ACTION ITEM: Search the material for the string "RateLimitRule", then return every line where it is found.
[[ ENTRIES SHOWN open ]]
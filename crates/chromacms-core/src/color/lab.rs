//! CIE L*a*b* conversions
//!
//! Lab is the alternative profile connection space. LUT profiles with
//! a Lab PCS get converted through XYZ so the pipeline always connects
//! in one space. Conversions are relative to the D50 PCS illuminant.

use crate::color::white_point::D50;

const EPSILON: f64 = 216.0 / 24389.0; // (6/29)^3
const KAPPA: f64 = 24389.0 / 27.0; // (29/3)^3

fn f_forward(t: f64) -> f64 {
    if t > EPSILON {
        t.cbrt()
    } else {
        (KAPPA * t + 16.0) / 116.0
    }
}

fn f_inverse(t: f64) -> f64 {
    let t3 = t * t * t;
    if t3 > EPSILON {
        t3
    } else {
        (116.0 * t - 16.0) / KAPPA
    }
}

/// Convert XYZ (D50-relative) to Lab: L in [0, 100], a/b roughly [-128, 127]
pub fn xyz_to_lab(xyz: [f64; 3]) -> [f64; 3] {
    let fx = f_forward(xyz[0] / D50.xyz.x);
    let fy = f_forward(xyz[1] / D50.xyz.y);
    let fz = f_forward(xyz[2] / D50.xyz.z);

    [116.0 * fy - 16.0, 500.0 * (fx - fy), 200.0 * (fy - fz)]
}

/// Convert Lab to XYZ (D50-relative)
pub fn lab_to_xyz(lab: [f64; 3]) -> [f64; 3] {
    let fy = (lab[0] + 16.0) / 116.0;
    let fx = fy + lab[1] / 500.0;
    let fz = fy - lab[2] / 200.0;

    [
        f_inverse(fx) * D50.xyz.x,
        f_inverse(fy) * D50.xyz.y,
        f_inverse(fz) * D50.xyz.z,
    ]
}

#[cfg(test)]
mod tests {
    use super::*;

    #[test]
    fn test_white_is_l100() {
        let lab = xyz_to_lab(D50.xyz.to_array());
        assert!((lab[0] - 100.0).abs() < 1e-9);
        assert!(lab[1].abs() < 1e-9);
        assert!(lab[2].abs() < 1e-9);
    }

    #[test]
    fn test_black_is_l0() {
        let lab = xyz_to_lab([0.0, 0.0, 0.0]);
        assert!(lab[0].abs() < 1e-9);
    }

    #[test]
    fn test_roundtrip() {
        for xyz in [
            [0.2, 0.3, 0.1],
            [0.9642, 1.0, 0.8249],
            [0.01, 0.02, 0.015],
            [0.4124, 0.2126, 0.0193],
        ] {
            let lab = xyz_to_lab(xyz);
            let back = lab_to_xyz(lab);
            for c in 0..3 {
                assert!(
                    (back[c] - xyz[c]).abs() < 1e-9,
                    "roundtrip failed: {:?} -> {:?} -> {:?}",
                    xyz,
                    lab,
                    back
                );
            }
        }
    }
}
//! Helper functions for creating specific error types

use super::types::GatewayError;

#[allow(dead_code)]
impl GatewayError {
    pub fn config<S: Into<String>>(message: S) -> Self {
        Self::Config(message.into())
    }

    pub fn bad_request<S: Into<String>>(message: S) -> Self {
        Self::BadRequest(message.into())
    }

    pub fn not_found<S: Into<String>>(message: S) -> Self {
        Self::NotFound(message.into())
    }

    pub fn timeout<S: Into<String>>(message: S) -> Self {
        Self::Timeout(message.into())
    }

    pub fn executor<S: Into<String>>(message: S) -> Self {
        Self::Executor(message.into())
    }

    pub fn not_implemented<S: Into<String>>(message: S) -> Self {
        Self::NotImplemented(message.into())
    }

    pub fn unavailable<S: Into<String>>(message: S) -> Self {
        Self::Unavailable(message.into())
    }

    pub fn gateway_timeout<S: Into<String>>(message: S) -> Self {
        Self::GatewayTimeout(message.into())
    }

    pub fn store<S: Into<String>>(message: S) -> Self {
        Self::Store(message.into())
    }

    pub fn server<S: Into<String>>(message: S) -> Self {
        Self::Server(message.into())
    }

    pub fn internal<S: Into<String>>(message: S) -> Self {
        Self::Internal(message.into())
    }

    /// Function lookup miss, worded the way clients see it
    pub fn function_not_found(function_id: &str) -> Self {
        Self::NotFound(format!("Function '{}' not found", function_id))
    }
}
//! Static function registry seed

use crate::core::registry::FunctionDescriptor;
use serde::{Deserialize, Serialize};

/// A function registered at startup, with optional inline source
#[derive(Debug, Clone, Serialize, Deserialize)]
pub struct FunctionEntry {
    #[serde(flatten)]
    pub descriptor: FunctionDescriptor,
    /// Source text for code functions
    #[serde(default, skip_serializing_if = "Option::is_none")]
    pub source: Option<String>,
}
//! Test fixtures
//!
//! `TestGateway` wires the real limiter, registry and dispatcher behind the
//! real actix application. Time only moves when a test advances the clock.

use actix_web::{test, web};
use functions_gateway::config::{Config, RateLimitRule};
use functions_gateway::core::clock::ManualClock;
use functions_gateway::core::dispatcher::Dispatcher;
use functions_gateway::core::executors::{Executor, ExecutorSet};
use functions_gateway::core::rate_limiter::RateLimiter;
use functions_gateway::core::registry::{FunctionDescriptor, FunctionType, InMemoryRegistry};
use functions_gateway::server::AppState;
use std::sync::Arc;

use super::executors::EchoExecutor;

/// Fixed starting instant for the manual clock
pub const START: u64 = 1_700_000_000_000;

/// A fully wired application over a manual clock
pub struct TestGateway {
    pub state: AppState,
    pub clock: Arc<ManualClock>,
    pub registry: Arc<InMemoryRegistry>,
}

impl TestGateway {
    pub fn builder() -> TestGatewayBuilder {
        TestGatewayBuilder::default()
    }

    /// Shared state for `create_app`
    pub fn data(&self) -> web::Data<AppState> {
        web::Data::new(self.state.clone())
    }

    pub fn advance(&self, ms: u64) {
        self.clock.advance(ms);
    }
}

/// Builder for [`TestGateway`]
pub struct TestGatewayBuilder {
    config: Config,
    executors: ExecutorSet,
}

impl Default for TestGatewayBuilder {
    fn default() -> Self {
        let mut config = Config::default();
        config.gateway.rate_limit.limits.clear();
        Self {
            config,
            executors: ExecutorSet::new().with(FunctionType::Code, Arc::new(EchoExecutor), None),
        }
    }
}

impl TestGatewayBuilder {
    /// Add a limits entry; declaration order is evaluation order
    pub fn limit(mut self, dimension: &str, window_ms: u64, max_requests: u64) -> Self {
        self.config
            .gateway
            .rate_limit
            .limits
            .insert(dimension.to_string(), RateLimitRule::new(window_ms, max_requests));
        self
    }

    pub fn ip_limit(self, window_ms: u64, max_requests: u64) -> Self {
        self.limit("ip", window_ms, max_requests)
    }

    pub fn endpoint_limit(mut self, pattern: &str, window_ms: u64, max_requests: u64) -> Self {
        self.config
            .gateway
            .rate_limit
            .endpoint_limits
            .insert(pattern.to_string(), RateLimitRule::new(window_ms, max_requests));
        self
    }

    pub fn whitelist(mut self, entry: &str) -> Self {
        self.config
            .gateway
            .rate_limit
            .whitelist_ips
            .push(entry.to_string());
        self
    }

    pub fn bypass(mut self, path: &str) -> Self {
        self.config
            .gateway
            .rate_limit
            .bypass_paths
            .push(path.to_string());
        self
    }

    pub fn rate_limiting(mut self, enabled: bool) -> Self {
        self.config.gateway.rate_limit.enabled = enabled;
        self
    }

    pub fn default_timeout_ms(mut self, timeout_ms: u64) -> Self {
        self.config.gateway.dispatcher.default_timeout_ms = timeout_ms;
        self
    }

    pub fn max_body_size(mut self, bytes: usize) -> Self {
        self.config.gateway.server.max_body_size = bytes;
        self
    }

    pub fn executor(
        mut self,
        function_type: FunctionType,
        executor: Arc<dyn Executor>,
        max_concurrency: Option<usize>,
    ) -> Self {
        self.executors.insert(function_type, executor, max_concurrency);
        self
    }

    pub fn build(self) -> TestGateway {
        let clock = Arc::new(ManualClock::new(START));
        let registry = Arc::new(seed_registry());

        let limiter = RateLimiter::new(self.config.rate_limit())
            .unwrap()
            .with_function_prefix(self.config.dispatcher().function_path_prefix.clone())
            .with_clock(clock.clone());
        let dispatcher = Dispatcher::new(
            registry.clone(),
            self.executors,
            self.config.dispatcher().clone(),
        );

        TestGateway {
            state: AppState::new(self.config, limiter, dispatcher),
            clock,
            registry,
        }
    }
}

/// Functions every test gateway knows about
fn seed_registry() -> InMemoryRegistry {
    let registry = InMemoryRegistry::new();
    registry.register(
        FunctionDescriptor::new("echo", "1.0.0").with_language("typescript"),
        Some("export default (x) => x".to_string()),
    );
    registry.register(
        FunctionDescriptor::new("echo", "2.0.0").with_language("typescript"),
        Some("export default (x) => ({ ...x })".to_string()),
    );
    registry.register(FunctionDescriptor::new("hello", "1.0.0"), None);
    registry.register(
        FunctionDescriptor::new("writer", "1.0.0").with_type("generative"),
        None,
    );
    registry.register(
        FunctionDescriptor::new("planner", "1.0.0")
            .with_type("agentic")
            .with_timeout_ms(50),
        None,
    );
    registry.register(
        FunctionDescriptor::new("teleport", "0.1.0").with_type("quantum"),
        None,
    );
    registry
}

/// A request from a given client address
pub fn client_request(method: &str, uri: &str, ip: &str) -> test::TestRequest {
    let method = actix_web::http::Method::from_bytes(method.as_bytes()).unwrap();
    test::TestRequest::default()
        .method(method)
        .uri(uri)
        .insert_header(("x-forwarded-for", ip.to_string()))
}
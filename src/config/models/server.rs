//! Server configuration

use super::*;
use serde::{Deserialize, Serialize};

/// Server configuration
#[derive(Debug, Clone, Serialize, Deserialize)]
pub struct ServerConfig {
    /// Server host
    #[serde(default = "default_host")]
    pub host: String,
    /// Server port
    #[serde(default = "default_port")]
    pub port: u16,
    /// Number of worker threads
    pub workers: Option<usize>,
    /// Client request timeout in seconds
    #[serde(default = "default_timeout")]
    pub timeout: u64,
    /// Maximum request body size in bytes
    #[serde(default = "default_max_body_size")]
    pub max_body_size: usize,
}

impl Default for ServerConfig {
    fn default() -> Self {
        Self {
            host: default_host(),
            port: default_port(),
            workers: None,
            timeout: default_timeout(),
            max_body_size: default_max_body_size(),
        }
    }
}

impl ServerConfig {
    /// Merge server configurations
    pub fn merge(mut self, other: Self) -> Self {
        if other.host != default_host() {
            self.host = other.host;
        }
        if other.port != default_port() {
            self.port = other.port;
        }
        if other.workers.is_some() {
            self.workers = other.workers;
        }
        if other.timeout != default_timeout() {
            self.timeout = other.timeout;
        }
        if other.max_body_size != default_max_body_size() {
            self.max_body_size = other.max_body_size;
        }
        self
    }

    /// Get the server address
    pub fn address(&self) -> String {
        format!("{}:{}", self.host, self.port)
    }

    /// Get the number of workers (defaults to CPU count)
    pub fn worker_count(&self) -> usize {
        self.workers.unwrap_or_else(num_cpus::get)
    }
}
[[ ENTRIES SHOWN closed ]]
ANSWER FOR THE TASK:
use functions_gateway::config::{Config, RateLimitRule};
            .insert(dimension.to_string(), RateLimitRule::new(window_ms, max_requests));
            .insert(pattern.to_string(), RateLimitRule::new(window_ms, max_requests));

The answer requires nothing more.